By THERESA HITCHENS
ARLINGTON, VA: DoD will finish down-selecting “best of breed” systems to counter small drones in April, as a first step in a longer-range plan to streamline the myriad programs across the services, according to Army Maj. Gen. Sean Gainey, deputy director for force protection on the Joint Staff
The goal, he told the Association of the US Army (AUSA) here today, is to “eliminate redundancy and excess across the joint forces.”
Gainey heads the new Joint Counter Small Unmanned Aerial Systems (C-sUAS) Office that the Army stood up to manage its 2019 mandate from Secretary of Defense Mark Esper to serve as DoD’s C-sUAS Executive Agent (EA). The EA is charged with finding joint solutions to the threat caused by small drones, and to ensure that the services are not duplicating each other’s efforts. Esper approved the EA implementation plan on Jan. 6.
Gainey showed a chart that laid out the C-sUAS EA’s deliverables for its first year: a DoD Directive; a Joint C-sUAS threat assessment; a DoD counter-drone strategy; down-select of Joint Urgent Operational Need (JUON) counter-drone systems; and a Joint Capability Development Document including delivering capabilities to the warfighter.
Afterward, Gainey told me that his office is in the midst of reviewing the some 40 currently deployed systems across all the services to narrow down to those that work the best for each part of the counter-drone mission.
“We’re looking across the spectrum at the detect, track, ID, and defeat systems,” he said. Those chosen will be grouped into types, Gainey explained, because DoD has different needs. “We need some for fixed sites, we need some for CONUS, we need some that are mobile.”
Perhaps most importantly, he said, there is a need for a common command and control system to tie the various systems together and provide a common air picture.
Some of the systems being eyeballed, Gainey said, include:
the Marine Corps’ Marine Defense Air Integrated System (MADIS), built by Ascent Vision, a variant of which took down an Iranian drone in the Straits of Hormuz in July 2019;
the Army’s Raytheon-built KRFS radar;
the Air Force’s Medusa system of systems that in part relies on SRC’s Silent Archer, and
the Army/Missile Defense Agency Theater High Altitude Air Defense (THAAD, built by Lockheed Martin) C2 system.
He didn’t specify, however, what happens to the systems that don’t make the cut — though one would naturally assume those would be phased out over time.
The next step, Gainey explained, will be to match the best of the current capabilities for finding, tracking and killing small drones with the joint requirements now being fleshed out, and then take a look at how ongoing prototype programs might fill those needs.
“You can’t hide very well” in space, one industry official said, “So, I think the government is going to have to get over that, and recognize space is a free place.”
Gainey told the AUSA meeting that his office would be working with the Army’s Rapid Capabilities & Critical Technologies Office (RCCTO), led by Lt.
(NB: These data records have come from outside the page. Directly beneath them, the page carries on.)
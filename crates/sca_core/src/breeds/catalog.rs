//! Catalog contracts and the TTL cache.

use log::debug;
use serde::{Deserialize, Serialize};
use std::error::Error;
use std::fmt::{Display, Formatter};
use std::sync::{PoisonError, RwLock};
use std::time::{Duration, Instant};

pub const DEFAULT_BREED_CACHE_TTL: Duration = Duration::from_secs(10 * 60);

/// One catalog entry. Unknown upstream fields are ignored.
#[derive(Debug, Clone, PartialEq, Eq, Serialize, Deserialize)]
pub struct Breed {
    pub id: String,
    pub name: String,
}

impl Breed {
    pub fn new(id: impl Into<String>, name: impl Into<String>) -> Self {
        Self {
            id: id.into(),
            name: name.into(),
        }
    }

    /// Case-insensitive match on either id or display name.
    fn matches(&self, needle: &str) -> bool {
        self.id.to_lowercase() == needle || self.name.to_lowercase() == needle
    }
}

/// Errors raised while fetching the catalog.
#[derive(Debug, Clone, PartialEq, Eq)]
pub enum BreedCatalogError {
    /// Network or client setup failure.
    Transport(String),
    /// Upstream answered with a non-success status.
    UpstreamStatus(u16),
    /// Upstream body could not be decoded.
    Decode(String),
}

impl Display for BreedCatalogError {
    fn fmt(&self, f: &mut Formatter<'_>) -> std::fmt::Result {
        match self {
            Self::Transport(message) => write!(f, "breed catalog unreachable: {message}"),
            Self::UpstreamStatus(status) => write!(f, "breed catalog returned status {status}"),
            Self::Decode(message) => write!(f, "breed catalog response invalid: {message}"),
        }
    }
}

impl Error for BreedCatalogError {}

/// Raw breed provider, called on every cache miss.
pub trait BreedSource {
    fn fetch_breeds(&self) -> Result<Vec<Breed>, BreedCatalogError>;
}

impl<S: BreedSource + ?Sized> BreedSource for Box<S> {
    fn fetch_breeds(&self) -> Result<Vec<Breed>, BreedCatalogError> {
        (**self).fetch_breeds()
    }
}

/// Catalog contract consumed by the cat service.
pub trait BreedCatalog {
    fn list_breeds(&self) -> Result<Vec<Breed>, BreedCatalogError>;

    /// Returns whether `name_or_id` names a known breed (trimmed,
    /// case-insensitive).
    fn validate_breed(&self, name_or_id: &str) -> Result<bool, BreedCatalogError> {
        let needle = name_or_id.trim().to_lowercase();
        Ok(self.list_breeds()?.iter().any(|breed| breed.matches(&needle)))
    }
}

/// Fixed in-process breed list.
#[derive(Debug, Clone, Default, PartialEq, Eq)]
pub struct StaticBreedSource {
    breeds: Vec<Breed>,
}

impl StaticBreedSource {
    pub fn new(breeds: Vec<Breed>) -> Self {
        Self { breeds }
    }

    /// Small built-in list for offline use.
    pub fn builtin() -> Self {
        Self::new(vec![
            Breed::new("abys", "Abyssinian"),
            Breed::new("beng", "Bengal"),
            Breed::new("mcoo", "Maine Coon"),
            Breed::new("pers", "Persian"),
            Breed::new("siam", "Siamese"),
            Breed::new("sphy", "Sphynx"),
        ])
    }
}

impl BreedSource for StaticBreedSource {
    fn fetch_breeds(&self) -> Result<Vec<Breed>, BreedCatalogError> {
        Ok(self.breeds.clone())
    }
}

struct CachedBreeds {
    expires_at: Instant,
    breeds: Vec<Breed>,
}

/// Read-through cache with a fixed time-to-live.
///
/// Concurrent misses may each hit the source once; the last fetch wins.
pub struct CachedBreedCatalog<S: BreedSource> {
    source: S,
    ttl: Duration,
    cache: RwLock<Option<CachedBreeds>>,
}

impl<S: BreedSource> CachedBreedCatalog<S> {
    pub fn new(source: S, ttl: Duration) -> Self {
        Self {
            source,
            ttl,
            cache: RwLock::new(None),
        }
    }

    fn cached(&self, now: Instant) -> Option<Vec<Breed>> {
        let guard = self.cache.read().unwrap_or_else(PoisonError::into_inner);
        guard
            .as_ref()
            .filter(|entry| now < entry.expires_at)
            .map(|entry| entry.breeds.clone())
    }
}

impl<S: BreedSource> BreedCatalog for CachedBreedCatalog<S> {
    fn list_breeds(&self) -> Result<Vec<Breed>, BreedCatalogError> {
        if let Some(breeds) = self.cached(Instant::now()) {
            return Ok(breeds);
        }

        let breeds = self.source.fetch_breeds()?;
        debug!(
            "event=breed_cache_refresh module=breeds status=ok count={} ttl_secs={}",
            breeds.len(),
            self.ttl.as_secs()
        );
        let mut guard = self.cache.write().unwrap_or_else(PoisonError::into_inner);
        *guard = Some(CachedBreeds {
            expires_at: Instant::now() + self.ttl,
            breeds: breeds.clone(),
        });
        Ok(breeds)
    }
}
//! Mission lifecycle use-case service.
//!
//! # Responsibility
//! - Create missions, attach/mutate/remove targets, complete and delete
//!   missions.
//! - Apply the target ruleset before every target write.
//! - Turn zero-row conditional writes into the specific domain error by
//!   re-reading current state.
//!
//! # Invariants
//! - Mission state moves `Open -> Completed` once; nothing leaves
//!   `Completed`.
//! - Every write that depends on mission or target state carries that state
//!   as a store-side precondition.
//! - Deleting a mission removes all of its targets, completed or not.

use crate::model::cat::CatId;
use crate::model::mission::{Mission, MissionId, Target, TargetDraft, TargetId, TargetUpdate};
use crate::repo::mission_repo::{AppendOutcome, MissionRepository};
use crate::repo::RepoError;
use crate::rules::target_rules::{validate_deletion, validate_mutation, validate_new_batch};
use crate::service::error::{EntityRef, MissionServiceError};
use log::{info, warn};
use uuid::Uuid;

pub type MissionResult<T> = Result<T, MissionServiceError>;

/// Mission lifecycle facade over a mission repository.
pub struct MissionService<R: MissionRepository> {
    repo: R,
}

impl<R: MissionRepository> MissionService<R> {
    /// Creates service from repository implementation.
    pub fn new(repo: R) -> Self {
        Self { repo }
    }

    /// Creates an active mission with 0-3 initial targets.
    ///
    /// With `assign_to`, the cat is bound in the same store transaction via
    /// the assignment conditional write, never a plain write. A failed
    /// assignment persists nothing and returns `AssignmentConflict`.
    pub fn create_mission(
        &self,
        targets: &[TargetDraft],
        assign_to: Option<CatId>,
    ) -> MissionResult<Mission> {
        validate_new_batch(&[], targets)?;
        if let Some(cat_id) = assign_to {
            if !self.repo.cat_exists(cat_id)? {
                return Err(MissionServiceError::NotFound(EntityRef::Cat(cat_id)));
            }
        }

        let mission_id = Uuid::new_v4();
        let created = self
            .repo
            .create_mission(mission_id, targets, assign_to)
            .map_err(|err| missing_cat_or(err, assign_to))?;
        if created == 0 {
            // Only the embedded assignment has a precondition here.
            let Some(cat_id) = assign_to else {
                return Err(MissionServiceError::StaleMission(mission_id));
            };
            warn!(
                "event=mission_create module=mission status=rejected error_code=assignment_conflict cat_id={cat_id}"
            );
            return Err(MissionServiceError::AssignmentConflict { mission_id, cat_id });
        }

        info!(
            "event=mission_create module=mission status=ok mission_id={mission_id} targets={} assigned={}",
            targets.len(),
            assign_to.is_some()
        );
        self.get_mission(mission_id)
    }

    /// Loads one mission with its targets.
    pub fn get_mission(&self, mission_id: MissionId) -> MissionResult<Mission> {
        self.repo
            .get_mission(mission_id)?
            .ok_or(MissionServiceError::NotFound(EntityRef::Mission(mission_id)))
    }

    /// Lists all missions, oldest first.
    pub fn list_missions(&self) -> MissionResult<Vec<Mission>> {
        Ok(self.repo.list_missions()?)
    }

    /// Appends a batch of targets to an active mission.
    ///
    /// The pre-read check gives early errors; the store re-applies the
    /// ruleset against the targets present at write time, so an append
    /// that raced another one is judged on capacity and names alone.
    pub fn add_targets(
        &self,
        mission_id: MissionId,
        targets: &[TargetDraft],
    ) -> MissionResult<Mission> {
        let mission = self.get_mission(mission_id)?;
        if mission.is_completed() {
            return Err(MissionServiceError::MissionCompleted(mission_id));
        }
        if targets.is_empty() {
            return Err(MissionServiceError::InvalidField {
                field: "targets",
                reason: "at least one target is required".to_string(),
            });
        }
        validate_new_batch(&mission.targets, targets)?;

        let err = match self.repo.append_targets_if_admissible(mission_id, targets)? {
            AppendOutcome::Appended(inserted) => {
                info!(
                    "event=targets_add module=mission status=ok mission_id={mission_id} added={inserted}"
                );
                return self.get_mission(mission_id);
            }
            AppendOutcome::MissionMissing => {
                MissionServiceError::NotFound(EntityRef::Mission(mission_id))
            }
            AppendOutcome::MissionCompleted => MissionServiceError::MissionCompleted(mission_id),
            AppendOutcome::Rejected(rule) => rule.into(),
        };
        warn!(
            "event=targets_add module=mission status=rejected mission_id={mission_id} error_code={}",
            err.code()
        );
        Err(err)
    }

    /// Updates notes and/or completes one target of an active mission.
    pub fn update_target(
        &self,
        mission_id: MissionId,
        target_id: TargetId,
        request: &TargetUpdate,
    ) -> MissionResult<Target> {
        let target = self.load_owned_target(mission_id, target_id)?;
        let merged = validate_mutation(&target, request)?;

        if self.repo.update_target_if_open(&merged)? == 0 {
            let err = self.diagnose_target_write(mission_id, target_id);
            warn!(
                "event=target_update module=mission status=rejected mission_id={mission_id} target_id={target_id} error_code={}",
                err.code()
            );
            return Err(err);
        }

        info!(
            "event=target_update module=mission status=ok mission_id={mission_id} target_id={target_id} completed={}",
            merged.is_completed()
        );
        self.repo
            .get_target(target_id)?
            .ok_or(MissionServiceError::NotFound(EntityRef::Target(target_id)))
    }

    /// Deletes one open target of an active mission.
    pub fn delete_target(&self, mission_id: MissionId, target_id: TargetId) -> MissionResult<()> {
        let target = self.load_owned_target(mission_id, target_id)?;
        validate_deletion(&target)?;

        if self.repo.delete_target_if_open(mission_id, target_id)? == 0 {
            let err = self.diagnose_target_write(mission_id, target_id);
            warn!(
                "event=target_delete module=mission status=rejected mission_id={mission_id} target_id={target_id} error_code={}",
                err.code()
            );
            return Err(err);
        }

        info!(
            "event=target_delete module=mission status=ok mission_id={mission_id} target_id={target_id}"
        );
        Ok(())
    }

    /// Marks an active mission completed.
    ///
    /// Completing an already-completed mission fails with
    /// `MissionAlreadyCompleted` so callers notice stale state.
    pub fn complete_mission(&self, mission_id: MissionId) -> MissionResult<Mission> {
        if self.repo.complete_mission_if_active(mission_id)? == 0 {
            let err = match self.repo.get_mission(mission_id)? {
                None => MissionServiceError::NotFound(EntityRef::Mission(mission_id)),
                Some(mission) if mission.is_completed() => {
                    MissionServiceError::MissionAlreadyCompleted(mission_id)
                }
                Some(_) => MissionServiceError::StaleMission(mission_id),
            };
            warn!(
                "event=mission_complete module=mission status=rejected mission_id={mission_id} error_code={}",
                err.code()
            );
            return Err(err);
        }

        info!("event=mission_complete module=mission status=ok mission_id={mission_id}");
        self.get_mission(mission_id)
    }

    /// Deletes an unassigned mission together with all of its targets.
    pub fn delete_mission(&self, mission_id: MissionId) -> MissionResult<()> {
        if self.repo.delete_mission_if_unassigned(mission_id)? == 0 {
            let err = match self.repo.get_mission(mission_id)? {
                None => MissionServiceError::NotFound(EntityRef::Mission(mission_id)),
                Some(Mission {
                    assigned_cat: Some(cat_id),
                    ..
                }) => MissionServiceError::MissionHasAssignedCat { mission_id, cat_id },
                Some(_) => MissionServiceError::StaleMission(mission_id),
            };
            warn!(
                "event=mission_delete module=mission status=rejected mission_id={mission_id} error_code={}",
                err.code()
            );
            return Err(err);
        }

        info!("event=mission_delete module=mission status=ok mission_id={mission_id}");
        Ok(())
    }

    /// Loads a target after checking the mission exists, is active and owns it.
    fn load_owned_target(
        &self,
        mission_id: MissionId,
        target_id: TargetId,
    ) -> MissionResult<Target> {
        let mission = self.get_mission(mission_id)?;
        if mission.is_completed() {
            return Err(MissionServiceError::MissionCompleted(mission_id));
        }
        let target = self
            .repo
            .get_target(target_id)?
            .ok_or(MissionServiceError::NotFound(EntityRef::Target(target_id)))?;
        if target.mission_id != mission_id {
            return Err(MissionServiceError::TargetNotInMission {
                mission_id,
                target_id,
            });
        }
        Ok(target)
    }

    fn diagnose_target_write(
        &self,
        mission_id: MissionId,
        target_id: TargetId,
    ) -> MissionServiceError {
        match self.load_owned_target(mission_id, target_id) {
            Err(err) => err,
            Ok(target) if target.is_completed() => MissionServiceError::TargetFrozen(target_id),
            Ok(_) => MissionServiceError::StaleMission(mission_id),
        }
    }
}

/// A foreign key failure during an assigning write means the cat vanished.
pub(crate) fn missing_cat_or(err: RepoError, cat_id: Option<CatId>) -> MissionServiceError {
    match (err, cat_id) {
        (RepoError::ReferenceViolation(_), Some(cat_id)) => {
            MissionServiceError::NotFound(EntityRef::Cat(cat_id))
        }
        (other, _) => MissionServiceError::Repo(other),
    }
}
Gen. Neil Thurgood, to rapidly develop prototypes for fielding. According to his presentation, Central Command has the priority for first fielding.
One of the ways DoD susses out new counter-UAS technologies is via the classified Black Dart exercise, that according to the Defense Innovation Unit (DIU) is a “joint, interagency demonstration focusing on rapid development and implementation of C-UAS technology from readily-available commercial and government vendors.”
According to a 2019 study by the Institute for Defense and Government Advancement (IDGA), DoD spent about $900 million on counter-drone efforts across the services. A Feb. 12 report by the Congressional Research Service said that in 2020, DoD plans to spend at least $373 million on counter-UAS (C-UAS) research and development and at least $200 million on C-UAS procurement.